Oh man, I’m overwhelmed with where to begin to so let me start with sharing the highlights from the last few months….
Jeff and I always agreed that we wanted more than one child and to have them close together in age. We would have started trying immediately after Colette turned a year old in October, but I didn’t want to chance being pregnant for the marathon (that never was) and I was adamant about not being knocked-up for our stinky cheese-saturated, alcohol-infused and oyster-encrusted New Year’s trip to Paris.
Shortly after we returned from our trip, I blamed my extreme tiredness on jet lag, but suspected it was something else when it lasted for days on end and my period never came. I took a pregnancy test one night after work and showed it to Jeff at the kitchen counter. We were both really happy, but a little suspicious of its brand-X accuracy and at the speed at which it occurred. It seemed too soon/good to be true. I had only been off the Pill for a month and it appeared that we had brought back quite the souvenir.
We kept it under wraps from friends and family for several weeks but shared the news once we received my OBs approval that it was in fact a viable fetus and not just a fluke/fart.
The first trimester was awful. I never had morning sickness or nausea but suffered from a debilitating depression. I had no interest in doing the things I enjoy most; socializing, exercising, working, parenting. And, as a result I had feelings of extreme sadness, fear, and guilt. It was also creating tension between Jeff and me. It took a few weeks to recognize and diagnose, which I did with the help of my therapist (I’ll share more about that in another post) and a consult with a pre/post-natal psychiatrist. Then, it took even more time to treat, which, I’m not sure I ever really did. I went to acupuncture once a week for a month, which was both relaxing and a waste a money, sought support and advice from my closest friends and was on the verge of taking anti-depressants, but through research and thoughtful conversations with Jeff, my OB and therapist, decided to hold off for as long into the pregnancy as possible. I’m glad I did, because, once I hit my second trimester, it went away as quickly as it came. I hope I don’t have to go through it again, but I feel more informed and empowered if I do.

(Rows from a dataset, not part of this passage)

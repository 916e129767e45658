//! Per-file analysis with a bounded worker pool.
//!
//! Selects at most `max_files` non-empty files in discovery order, fills the
//! per-file prompt with a bounded prefix of each file, and runs up to
//! `concurrency` model calls at once. Results are slotted by their original
//! index, so the returned notes follow discovery order regardless of which
//! call finishes first.
//!
//! A failed call either becomes a placeholder note or aborts the run,
//! depending on [`FailurePolicy`]. Cancellation is checked before every
//! model call and races each in-flight call.

use std::sync::Arc;

use tokio::sync::Semaphore;
use tokio::task::JoinSet;
use tokio_util::sync::CancellationToken;
use tracing::{debug, warn};

use crate::config::{AnalysisConfig, FailurePolicy};
use crate::error::{DocError, Result};
use crate::llm::Generator;
use crate::models::{CodeFile, FileNote, LoadedFile};
use crate::progress::{ProgressEvent, ProgressReporter};
use crate::prompt::file_prompt;

/// Non-empty files in discovery order, capped at `max_files`.
pub fn select_for_analysis(files: &[LoadedFile], max_files: usize) -> Vec<LoadedFile> {
    files
        .iter()
        .filter(|f| !f.is_empty())
        .take(max_files)
        .cloned()
        .collect()
}

/// Analyze one file with a single model call.
pub async fn analyze_file(
    generator: &dyn Generator,
    file: &CodeFile,
    content: &str,
    max_chars: usize,
) -> Result<FileNote> {
    let prompt = file_prompt(&file.relative_path, content, max_chars);
    let answer = generator
        .generate(&prompt)
        .await
        .map_err(|e| DocError::generation(&format!("analysis of {}", file.relative_path), e))?;
    Ok(FileNote::analyzed(file, &answer))
}

/// Analyze the selected files and return their notes in discovery order.
pub async fn analyze_files(
    generator: Arc<dyn Generator>,
    files: &[LoadedFile],
    config: &AnalysisConfig,
    cancel: &CancellationToken,
    progress: &dyn ProgressReporter,
) -> Result<Vec<FileNote>> {
    if cancel.is_cancelled() {
        return Err(DocError::Cancelled);
    }

    let selected = select_for_analysis(files, config.max_files);
    let total = selected.len();
    debug!(
        total,
        skipped = files.len() - total,
        concurrency = config.concurrency,
        "starting file analysis"
    );

    let semaphore = Arc::new(Semaphore::new(config.concurrency.max(1)));
    let mut tasks = JoinSet::new();

    for (index, loaded) in selected.into_iter().enumerate() {
        let generator = Arc::clone(&generator);
        let semaphore = Arc::clone(&semaphore);
        let cancel = cancel.clone();
        let max_chars = config.max_chars;

        tasks.spawn(async move {
            let outcome = match semaphore.acquire_owned().await {
                Ok(_permit) => {
                    if cancel.is_cancelled() {
                        Err(DocError::Cancelled)
                    } else {
                        tokio::select! {
                            _ = cancel.cancelled() => Err(DocError::Cancelled),
                            note = analyze_file(
                                generator.as_ref(),
                                &loaded.file,
                                &loaded.content,
                                max_chars,
                            ) => note,
                        }
                    }
                }
                Err(_) => Err(DocError::Cancelled),
            };
            (index, loaded.file, outcome)
        });
    }

    let mut slots: Vec<Option<FileNote>> = vec![None; total];
    let mut done = 0u64;

    while let Some(joined) = tasks.join_next().await {
        let (index, file, outcome) = match joined {
            Ok(result) => result,
            Err(e) => {
                tasks.abort_all();
                return Err(DocError::Generation(format!("analysis task failed: {}", e)));
            }
        };

        let note = match outcome {
            Ok(note) => note,
            Err(DocError::Cancelled) => {
                tasks.abort_all();
                return Err(DocError::Cancelled);
            }
            Err(e) => match config.on_failure {
                FailurePolicy::Abort => {
                    tasks.abort_all();
                    return Err(e);
                }
                FailurePolicy::Placeholder => {
                    warn!(path = %file.relative_path, "file analysis failed: {}", e);
                    FileNote::failed(&file, &e.to_string())
                }
            },
        };

        slots[index] = Some(note);
        done += 1;
        progress.report(ProgressEvent::Analyzing {
            n: done,
            total: total as u64,
        });
    }

    if cancel.is_cancelled() {
        return Err(DocError::Cancelled);
    }

    Ok(slots.into_iter().flatten().collect())
}
use chrono::{DateTime, Utc};
use serde::{Deserialize, Serialize};

/// Sentinel for a question the user has not answered. Never equal to a
/// valid option index, so grading needs no special case for it.
pub const UNANSWERED: i32 = -1;

#[derive(Clone, Debug, PartialEq, Eq, Deserialize, Serialize, Copy)]
pub enum Phase {
    Configuring,
    Ready,
    Active,
    Submitting,
    Completed,
}

/// Mutable attempt state, exclusively owned by one running session.
#[derive(Clone, Debug, PartialEq, Eq, Deserialize, Serialize)]
pub struct AttemptState {
    pub answers: Vec<i32>,
    pub current_question_index: usize,
    pub remaining_seconds: u32,
    pub phase: Phase,
    /// Captured on entry to Active; sent to the server on submission for
    /// server-side duration validation.
    pub started_at: Option<DateTime<Utc>>,
}

impl AttemptState {
    pub fn new() -> Self {
        Self {
            answers: Vec::new(),
            current_question_index: 0,
            remaining_seconds: 0,
            phase: Phase::Configuring,
            started_at: None,
        }
    }

    /// Resets answer capture for an attempt over `question_count` questions.
    pub fn begin(&mut self, question_count: usize, duration_seconds: u32, now: DateTime<Utc>) {
        self.answers = vec![UNANSWERED; question_count];
        self.current_question_index = 0;
        self.remaining_seconds = duration_seconds;
        self.started_at = Some(now);
        self.phase = Phase::Active;
    }

    pub fn unanswered_count(&self) -> usize {
        self.answers.iter().filter(|&&a| a == UNANSWERED).count()
    }

    /// Moves the cursor by `delta`, clamped to the question range.
    /// A no-op at the boundaries, not an error.
    pub fn move_cursor(&mut self, delta: i64) {
        if self.answers.is_empty() {
            return;
        }
        let max = (self.answers.len() - 1) as i64;
        let next = (self.current_question_index as i64 + delta).clamp(0, max);
        self.current_question_index = next as usize;
    }
}

impl Default for AttemptState {
    fn default() -> Self {
        Self::new()
    }
}
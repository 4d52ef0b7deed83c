use std::time::Duration;

use async_trait::async_trait;
use reqwest::StatusCode;
use secrecy::{ExposeSecret, SecretString};

use crate::api::AssessmentApi;
use crate::config::Config;
use crate::errors::{SessionError, SessionResult};
use crate::models::domain::{Assessment, AssessmentSource, AttemptResult};
use crate::models::dto::{
    AssessmentResponse, GenerateAssessmentRequest, ResultResponse, SubmitAttemptRequest,
};

/// REST client for the portal backend. Every request carries the bearer
/// token; a 401 anywhere maps to `SessionExpired` so the shell can run its
/// re-authentication flow.
pub struct HttpAssessmentApi {
    client: reqwest::Client,
    base_url: String,
    token: SecretString,
}

impl HttpAssessmentApi {
    pub fn new(config: &Config) -> SessionResult<Self> {
        let client = reqwest::Client::builder()
            .timeout(Duration::from_secs(config.request_timeout_secs))
            .build()
            .map_err(|e| SessionError::Generation(format!("Failed to build HTTP client: {}", e)))?;

        Ok(Self {
            client,
            base_url: config.api_base_url.trim_end_matches('/').to_string(),
            token: config.bearer_token.clone(),
        })
    }

    fn api_url(&self, path: &str) -> String {
        format!("{}/api{}", self.base_url, path)
    }

    fn authorized(&self, builder: reqwest::RequestBuilder) -> reqwest::RequestBuilder {
        builder.bearer_auth(self.token.expose_secret())
    }
}

/// Failure classification for the submit path: 400 carries the server's
/// message through verbatim, 401 forces re-auth, 403 is a hard refusal,
/// anything else is retryable by pressing submit again.
fn submit_error(status: StatusCode, body: String) -> SessionError {
    match status {
        StatusCode::BAD_REQUEST => {
            let message = if body.trim().is_empty() {
                "Invalid submission data".to_string()
            } else {
                body
            };
            SessionError::InvalidSubmission(message)
        }
        StatusCode::UNAUTHORIZED => SessionError::SessionExpired,
        StatusCode::FORBIDDEN => SessionError::NotAuthorized,
        _ => SessionError::SubmissionFailed(format!("Server returned {}: {}", status, body)),
    }
}

fn fetch_error(status: StatusCode, body: String) -> SessionError {
    match status {
        StatusCode::UNAUTHORIZED => SessionError::SessionExpired,
        _ => SessionError::Generation(format!("Server returned {}: {}", status, body)),
    }
}

#[async_trait]
impl AssessmentApi for HttpAssessmentApi {
    async fn generate(&self, request: GenerateAssessmentRequest) -> SessionResult<Assessment> {
        let url = self.api_url("/assessments/generate-ai");
        log::info!(
            "Generating assessment: domain='{}' difficulty='{}' questions={}",
            request.domain,
            request.difficulty,
            request.number_of_questions
        );

        let response = self
            .authorized(self.client.post(&url))
            .json(&request)
            .send()
            .await
            .map_err(|e| {
                log::error!("Generate request failed: {}", e);
                SessionError::Generation(format!("Generation request failed: {}", e))
            })?;

        let status = response.status();
        if !status.is_success() {
            let body = response.text().await.unwrap_or_default();
            return Err(fetch_error(status, body));
        }

        let payload: AssessmentResponse = response.json().await.map_err(|e| {
            SessionError::Generation(format!("Malformed assessment payload: {}", e))
        })?;
        payload.into_domain(AssessmentSource::AiGenerated)
    }

    async fn fetch_assigned(&self) -> SessionResult<Vec<Assessment>> {
        let url = self.api_url("/assessments/student");

        let response = self
            .authorized(self.client.get(&url))
            .send()
            .await
            .map_err(|e| SessionError::SubmissionFailed(format!("Fetch failed: {}", e)))?;

        let status = response.status();
        if !status.is_success() {
            let body = response.text().await.unwrap_or_default();
            return Err(fetch_error(status, body));
        }

        let payloads: Vec<AssessmentResponse> = response.json().await.map_err(|e| {
            SessionError::Generation(format!("Malformed assessment list payload: {}", e))
        })?;

        payloads
            .into_iter()
            .map(|p| p.into_domain(AssessmentSource::Assigned))
            .collect()
    }

    async fn submit(
        &self,
        assessment_id: &str,
        request: SubmitAttemptRequest,
    ) -> SessionResult<AttemptResult> {
        let url = self.api_url(&format!("/assessments/{}/submit", assessment_id));
        log::info!(
            "Submitting attempt for assessment '{}' ({} answers)",
            assessment_id,
            request.answers.len()
        );

        let response = self
            .authorized(self.client.post(&url))
            .json(&request)
            .send()
            .await
            .map_err(|e| {
                log::error!("Submit request failed: {}", e);
                SessionError::SubmissionFailed(format!("Submission request failed: {}", e))
            })?;

        let status = response.status();
        if !status.is_success() {
            let body = response.text().await.unwrap_or_default();
            return Err(submit_error(status, body));
        }

        let payload: ResultResponse = response.json().await.map_err(|e| {
            SessionError::InvalidSubmission(format!("Malformed result payload: {}", e))
        })?;
        payload.into_domain()
    }

    async fn log_activity(&self, activity_type: &str, description: &str) -> SessionResult<()> {
        // The activities endpoint predates the /api prefix convention and
        // still lives at the root. Backend quirk, kept as-is.
        let url = format!("{}/activities", self.base_url);

        let body = serde_json::json!({
            "type": activity_type,
            "description": description,
        });

        let response = self
            .authorized(self.client.post(&url))
            .json(&body)
            .send()
            .await
            .map_err(|e| SessionError::SubmissionFailed(format!("Activity log failed: {}", e)))?;

        if !response.status().is_success() {
            return Err(SessionError::SubmissionFailed(format!(
                "Activity log returned {}",
                response.status()
            )));
        }
        Ok(())
    }
}
pub mod http;

use async_trait::async_trait;

use crate::errors::SessionResult;
use crate::models::domain::{Assessment, AttemptResult};
use crate::models::dto::{GenerateAssessmentRequest, SubmitAttemptRequest};

pub use http::HttpAssessmentApi;

/// Boundary to the portal backend. The session only ever issues one call
/// at a time through this trait; retries are left to the user.
#[cfg_attr(test, mockall::automock)]
#[async_trait]
pub trait AssessmentApi: Send + Sync {
    /// LLM-backed generation; may be slow, no client-side timeout beyond
    /// the transport default.
    async fn generate(&self, request: GenerateAssessmentRequest) -> SessionResult<Assessment>;

    /// Professor-assigned assessments for the current student.
    async fn fetch_assigned(&self) -> SessionResult<Vec<Assessment>>;

    async fn submit(
        &self,
        assessment_id: &str,
        request: SubmitAttemptRequest,
    ) -> SessionResult<AttemptResult>;

    /// Fire-and-forget telemetry. Callers swallow failures; this must
    /// never block the assessment flow.
    async fn log_activity(&self, activity_type: &str, description: &str) -> SessionResult<()>;
}
use serde::{Deserialize, Serialize};

/// Outcome of one graded attempt. Read-only once constructed, whether it
/// was computed locally or returned by the server.
#[derive(Clone, Debug, PartialEq, Deserialize, Serialize)]
pub struct AttemptResult {
    pub score: u32,
    pub total_marks: u32,
    pub percentage: f64,
    pub feedback: Vec<QuestionFeedback>,
}

#[derive(Clone, Debug, PartialEq, Eq, Deserialize, Serialize)]
pub struct QuestionFeedback {
    pub question_text: String,
    /// "Not answered" when the question was left unanswered.
    pub selected_option_text: String,
    pub correct_option_text: String,
    pub explanation: String,
    pub is_correct: bool,
}

impl AttemptResult {
    /// Percentage rounded for display; internally the full f64 is kept.
    pub fn percentage_display(&self) -> String {
        format!("{:.1}", self.percentage)
    }
}

#[cfg(test)]
mod tests {
    use super::*;

    fn make_result(score: u32, total: u32) -> AttemptResult {
        AttemptResult {
            score,
            total_marks: total,
            percentage: 100.0 * score as f64 / total as f64,
            feedback: vec![QuestionFeedback {
                question_text: "Q1".to_string(),
                selected_option_text: "Not answered".to_string(),
                correct_option_text: "Option B".to_string(),
                explanation: "B is correct".to_string(),
                is_correct: false,
            }],
        }
    }

    #[test]
    fn attempt_result_round_trip_preserves_grading_fields() {
        let result = make_result(4, 5);

        let json = serde_json::to_string(&result).expect("result should serialize");
        let parsed: AttemptResult = serde_json::from_str(&json).expect("result should deserialize");

        assert_eq!(parsed.score, 4);
        assert_eq!(parsed.total_marks, 5);
        assert!((parsed.percentage - 80.0).abs() < f64::EPSILON);
        assert!(!parsed.feedback[0].is_correct);
    }

    #[test]
    fn percentage_display_rounds_to_one_decimal() {
        let result = make_result(1, 3);
        assert_eq!(result.percentage_display(), "33.3");

        let result = make_result(4, 5);
        assert_eq!(result.percentage_display(), "80.0");
    }
}
#[cfg(test)]
pub mod fixtures {
    use chrono::{DateTime, Utc};

    use crate::models::domain::{Assessment, AssessmentSource, Question};

    /// Five questions, four options each. The correct option for question
    /// `i` (zero-based) is `i % 4`.
    pub fn five_question_assessment() -> Assessment {
        let questions = (1..=5)
            .map(|n| Question {
                text: format!("Question {} prompt", n),
                options: (1..=4).map(|o| format!("Option {} of q{}", o, n)).collect(),
                correct_answer_index: (n - 1) % 4,
                explanation: format!("Why option {} is right for q{}", ((n - 1) % 4) + 1, n),
            })
            .collect();

        Assessment {
            id: "assess-5q".to_string(),
            title: "Fixture assessment".to_string(),
            questions,
            duration_seconds: 300,
            source: AssessmentSource::AiGenerated,
            start_time: None,
            end_time: None,
        }
    }

    /// Same questions, but professor-assigned with an optional window so
    /// the server-graded path and window checks can be exercised.
    pub fn assigned_assessment(
        start_time: Option<DateTime<Utc>>,
        end_time: Option<DateTime<Utc>>,
    ) -> Assessment {
        Assessment {
            id: "assess-assigned".to_string(),
            title: "Scheduled midterm".to_string(),
            source: AssessmentSource::Assigned,
            start_time,
            end_time,
            ..five_question_assessment()
        }
    }
}

#[cfg(test)]
mod tests {
    use super::fixtures::*;

    #[test]
    fn test_fixture_assessments_are_valid() {
        assert!(five_question_assessment().validate().is_ok());
        assert!(assigned_assessment(None, None).validate().is_ok());
    }

    #[test]
    fn test_fixture_correct_indexes_follow_pattern() {
        let assessment = five_question_assessment();
        for (i, question) in assessment.questions.iter().enumerate() {
            assert_eq!(question.correct_answer_index, i % 4);
            assert_eq!(question.options.len(), 4);
        }
    }
}
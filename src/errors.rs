use thiserror::Error;

use crate::models::domain::attempt::Phase;

#[derive(Debug, Clone, Error, PartialEq)]
pub enum SessionError {
    #[error("Assessment generation failed: {0}")]
    Generation(String),

    #[error("Assessment is not yet open")]
    NotYetOpen,

    #[error("Assessment window has closed")]
    WindowClosed,

    #[error("Assessment has already been submitted")]
    AlreadySubmitted,

    #[error("Invalid submission: {0}")]
    InvalidSubmission(String),

    #[error("Session expired, re-authentication required")]
    SessionExpired,

    #[error("Not authorized for this assessment")]
    NotAuthorized,

    #[error("Submission failed: {0}")]
    SubmissionFailed(String),

    #[error("Invalid transition: cannot {action} while {from:?}")]
    InvalidTransition { from: Phase, action: &'static str },

    #[error("Submission ledger error: {0}")]
    Ledger(String),
}

impl SessionError {
    pub fn error_code(&self) -> &'static str {
        match self {
            SessionError::Generation(_) => "GENERATION_ERROR",
            SessionError::NotYetOpen => "NOT_YET_OPEN",
            SessionError::WindowClosed => "WINDOW_CLOSED",
            SessionError::AlreadySubmitted => "ALREADY_SUBMITTED",
            SessionError::InvalidSubmission(_) => "INVALID_SUBMISSION",
            SessionError::SessionExpired => "SESSION_EXPIRED",
            SessionError::NotAuthorized => "NOT_AUTHORIZED",
            SessionError::SubmissionFailed(_) => "SUBMISSION_FAILED",
            SessionError::InvalidTransition { .. } => "INVALID_TRANSITION",
            SessionError::Ledger(_) => "LEDGER_ERROR",
        }
    }

    /// Whether pressing submit again can meaningfully succeed.
    /// Nothing in the flow retries automatically.
    pub fn is_retryable(&self) -> bool {
        matches!(self, SessionError::SubmissionFailed(_))
    }
}

impl From<validator::ValidationErrors> for SessionError {
    fn from(err: validator::ValidationErrors) -> Self {
        SessionError::Generation(err.to_string())
    }
}

pub type SessionResult<T> = Result<T, SessionError>;
use chrono::{DateTime, Utc};
use serde::{Deserialize, Serialize};

use crate::errors::{SessionError, SessionResult};

/// One assessment as fetched for an attempt. Immutable from then on:
/// question order defines display order and answer-index correspondence.
#[derive(Clone, Debug, PartialEq, Eq, Deserialize, Serialize)]
pub struct Assessment {
    pub id: String,
    pub title: String,
    pub questions: Vec<Question>,
    pub duration_seconds: u32,
    pub source: AssessmentSource,
    /// Professor-scheduled window. AI-generated assessments carry neither.
    #[serde(skip_serializing_if = "Option::is_none")]
    pub start_time: Option<DateTime<Utc>>,
    #[serde(skip_serializing_if = "Option::is_none")]
    pub end_time: Option<DateTime<Utc>>,
}

#[derive(Clone, Debug, PartialEq, Eq, Deserialize, Serialize, Copy)]
pub enum AssessmentSource {
    /// Generated on request; graded locally, no server round trip.
    AiGenerated,
    /// Authored by a professor and scheduled; the server grades.
    Assigned,
}

#[derive(Clone, Debug, PartialEq, Eq, Deserialize, Serialize)]
pub struct Question {
    pub text: String,
    pub options: Vec<String>,
    pub correct_answer_index: usize,
    /// Shown post-submission alongside the correct option.
    pub explanation: String,
}

impl Assessment {
    /// One mark per question, no partial credit.
    pub fn total_marks(&self) -> u32 {
        self.questions.len() as u32
    }

    /// Fail-closed schema check, run at the collaborator boundary so a
    /// malformed payload is rejected instead of letting a bad index
    /// surface mid-attempt.
    pub fn validate(&self) -> SessionResult<()> {
        if self.id.is_empty() {
            return Err(SessionError::Generation(
                "Assessment is missing an id".to_string(),
            ));
        }
        if self.questions.is_empty() {
            return Err(SessionError::Generation(
                "Assessment has no questions".to_string(),
            ));
        }
        if self.duration_seconds == 0 {
            return Err(SessionError::Generation(
                "Assessment has a zero time budget".to_string(),
            ));
        }
        for (i, question) in self.questions.iter().enumerate() {
            if question.options.is_empty() {
                return Err(SessionError::Generation(format!(
                    "Question {} has no options",
                    i
                )));
            }
            if question.correct_answer_index >= question.options.len() {
                return Err(SessionError::Generation(format!(
                    "Question {} has correct answer index {} out of {} options",
                    i,
                    question.correct_answer_index,
                    question.options.len()
                )));
            }
        }
        Ok(())
    }
}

Shawna’s Not Pregnant Anymore!
She’s better at telling that story than I am, so you can read all about it in her post. We’re thrilled for the Kitzmans and can’t wait to get to know Emmeline! So far, she seems to be a great sleeper and eater; therefore, her middle name is a perfect fit! I bet she’s hilarious too.
|Edie, Dave, Emmeline|
I passed my PMP exam!
|Studying with noise-cancelling headphones so Jeff can watch TV.|
Blue bathrobe is still sadly on the scene.
Once my depression cleared, I had the energy and desire to re-focus on big picture challenges and goals that this pregnancy set into motion. For example, Jeff and I plan to move to Connecticut in June of 2014, when our current apartment lease expires, which is another topic that deserves a post or two of its own. Leaving NYC also means that I might need to part ways with Herman Miller, my employer, whom I adore. In anticipation of that happening, I’m doing what I can now to improve my credentials and skills; ya know, like in addition to showing up 45 minutes late to work everyday.
Once the second baby arrives, I suspect spare time will be rare. Knowing that, I decided to nail down a date to take my PMP (Project Management Professional) exam to become a certified project manager. It’s an idea I have toyed with for several years, but solidified this fall, when my employer offered the required 35-hour course and to pay for the exam fee. With the course complete, I submitted the required documentation set a test date for May 10th. It was an aggressive study schedule, but I didn’t want to draw out the painful process any longer than necessary. So, for 6 weeks, I cleared my social calendar, asked Jeff to step up his parenting percentage, from like 60% to 80%, and buried myself in books, flashcards, note taking, and prep-tests.
Although, I was stressed and tired more often than not, I enjoyed the process of learning something new, having a concrete goal and found the content surprisingly interesting. The 4-hour exam was super-sweat inducing hard, but I passed and I’m so proud to have it behind me. It’s only been a few days, but I feel like I have all the time in the world now that I don’t need to spend every spare moment studying.
Most of all I’m looking forward to paying more attention to Jeff and Colette…my rock and my gem. They deserve a happy and non-stressed wife and mom, and that’s my biggest goal at the moment.